The first line of the data below and every line after it, through the one with "spawn. It is", must be transcribed without change.
START MATERIAL TO PROCESS
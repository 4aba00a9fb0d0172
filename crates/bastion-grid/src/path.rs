//! Spawn-to-exit path computation.
//!
//! This is a routing heuristic, not a shortest-path search: the path visits
//! every Path cell ordered by straight-line distance from the spawn. It is
//! exact for a single contiguous corridor that moves steadily away from the
//! spawn. Branching or disjoint path regions still produce a deterministic
//! ordering, just not necessarily a walkable one.

use bastion_core::enums::CellKind;
use bastion_core::types::CellCoord;
use glam::DVec3;

use crate::grid::Grid;

/// Exit closest to `spawn` by straight-line distance. The earliest exit in
/// the list wins ties.
pub fn nearest_exit(spawn: CellCoord, exits: &[CellCoord]) -> Option<CellCoord> {
    let mut best: Option<(CellCoord, f64)> = None;
    for &exit in exits {
        let d = spawn.distance_to(&exit);
        match best {
            Some((_, best_d)) if d >= best_d => {}
            _ => best = Some((exit, d)),
        }
    }
    best.map(|(exit, _)| exit)
}

/// Path cells in scan order (x outer, z inner), stably sorted by distance
/// from `spawn`.
pub fn ordered_path_cells(grid: &Grid, spawn: CellCoord) -> Vec<CellCoord> {
    let mut cells = Vec::new();
    for x in 0..grid.width() as i32 {
        for z in 0..grid.height() as i32 {
            let coord = CellCoord::new(x, z);
            if grid.cell_kind(coord) == CellKind::Path {
                cells.push(coord);
            }
        }
    }
    cells.sort_by(|a, b| spawn.distance_to(a).total_cmp(&spawn.distance_to(b)));
    cells
}

/// World-space polyline: spawn center, ordered Path cells, exit center.
pub fn compute_path(grid: &Grid, spawn: CellCoord, exit: CellCoord) -> Vec<DVec3> {
    let mut vertices = vec![grid.cell_to_world(spawn)];
    vertices.extend(
        ordered_path_cells(grid, spawn)
            .into_iter()
            .map(|c| grid.cell_to_world(c)),
    );
    vertices.push(grid.cell_to_world(exit));
    vertices
}
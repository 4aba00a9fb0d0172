//! External collaborators the simulation reports to: currency, lives, score.
//!
//! The engine owns one of each, injected at construction. Default
//! implementations keep plain counters.

use bastion_core::constants::{STARTING_CURRENCY, STARTING_LIVES, WAVE_BONUS_BASE, WAVE_BONUS_PER_INDEX};
use bastion_core::enums::EnemyKind;

/// Player currency. Spent on towers and repairs, paid out as bounties.
pub trait Currency: Send {
    fn balance(&self) -> u32;

    fn can_afford(&self, cost: u32) -> bool {
        self.balance() >= cost
    }

    /// Deduct `cost`. Returns false, changing nothing, if it is unaffordable.
    fn spend(&mut self, cost: u32) -> bool;

    fn add(&mut self, amount: u32);

    /// Set the balance at level start.
    fn reset(&mut self, balance: u32);
}

/// Player lives. Reaching zero ends the level in defeat.
pub trait PlayerLives: Send {
    fn lives(&self) -> u32;

    /// Remove `amount` lives (clamped at zero) and return what is left.
    fn reduce_lives(&mut self, amount: u32) -> u32;

    fn reset(&mut self, lives: u32);

    fn is_game_over(&self) -> bool {
        self.lives() == 0
    }
}

/// Receives score-worthy events. Never read back by the simulation except
/// for display.
pub trait ScoreSink: Send {
    fn on_enemy_defeated(&mut self, kind: EnemyKind, value: u32);

    fn on_wave_completed(&mut self, wave_index: u32);

    fn score(&self) -> u32;

    fn reset(&mut self);
}

#[derive(Debug, Clone)]
pub struct Treasury {
    balance: u32,
}

impl Treasury {
    pub fn new(balance: u32) -> Self {
        Self { balance }
    }
}

impl Default for Treasury {
    fn default() -> Self {
        Self::new(STARTING_CURRENCY)
    }
}

impl Currency for Treasury {
    fn balance(&self) -> u32 {
        self.balance
    }

    fn spend(&mut self, cost: u32) -> bool {
        if !self.can_afford(cost) {
            return false;
        }
        self.balance -= cost;
        true
    }

    fn add(&mut self, amount: u32) {
        self.balance = self.balance.saturating_add(amount);
    }

    fn reset(&mut self, balance: u32) {
        self.balance = balance;
    }
}

#[derive(Debug, Clone)]
pub struct LifePool {
    lives: u32,
}

impl LifePool {
    pub fn new(lives: u32) -> Self {
        Self { lives }
    }
}

impl Default for LifePool {
    fn default() -> Self {
        Self::new(STARTING_LIVES)
    }
}

impl PlayerLives for LifePool {
    fn lives(&self) -> u32 {
        self.lives
    }

    fn reduce_lives(&mut self, amount: u32) -> u32 {
        self.lives = self.lives.saturating_sub(amount);
        self.lives
    }

    fn reset(&mut self, lives: u32) {
        self.lives = lives;
    }
}

/// Running score: enemy values plus a bonus per completed wave.
#[derive(Debug, Clone, Default)]
pub struct ScoreBoard {
    score: u32,
    enemies_defeated: u32,
    waves_completed: u32,
}

impl ScoreBoard {
    pub fn enemies_defeated(&self) -> u32 {
        self.enemies_defeated
    }

    pub fn waves_completed(&self) -> u32 {
        self.waves_completed
    }
}

impl ScoreSink for ScoreBoard {
    fn on_enemy_defeated(&mut self, _kind: EnemyKind, value: u32) {
        self.enemies_defeated += 1;
        self.score = self.score.saturating_add(value);
    }

    fn on_wave_completed(&mut self, wave_index: u32) {
        self.waves_completed += 1;
        let bonus = WAVE_BONUS_BASE + WAVE_BONUS_PER_INDEX * wave_index;
        self.score = self.score.saturating_add(bonus);
    }

    fn score(&self) -> u32 {
        self.score
    }

    fn reset(&mut self) {
        *self = Self::default();
    }
}

/// The collaborators one match reports to.
pub struct Collaborators {
    pub currency: Box<dyn Currency>,
    pub lives: Box<dyn PlayerLives>,
    pub score: Box<dyn ScoreSink>,
}

impl Default for Collaborators {
    fn default() -> Self {
        Self {
            currency: Box::new(Treasury::default()),
            lives: Box::new(LifePool::default()),
            score: Box::new(ScoreBoard::default()),
        }
    }
}
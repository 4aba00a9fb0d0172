//! Simulation engine for BASTION.
//!
//! Owns the hecs ECS world, runs systems at a fixed tick rate,
//! and produces GameStateSnapshots for the frontend.

pub mod collaborators;
pub mod combat;
pub mod engine;
pub mod registry;
pub mod scenario;
pub mod systems;
pub mod world_setup;

pub use bastion_core as core;
pub use collaborators::Collaborators;
pub use engine::{SimConfig, SimulationEngine};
END MATERIAL TO PROCESS
* **EXPECTED ANSWER**
repository 4aba00a9fb0d0172
filename crates/bastion-grid/src/path.rs
//! Spawn-to-exit path computation.
//!
//! This is a routing heuristic, not a shortest-path search: the path visits
//! every Path cell ordered by straight-line distance from the spawn. It is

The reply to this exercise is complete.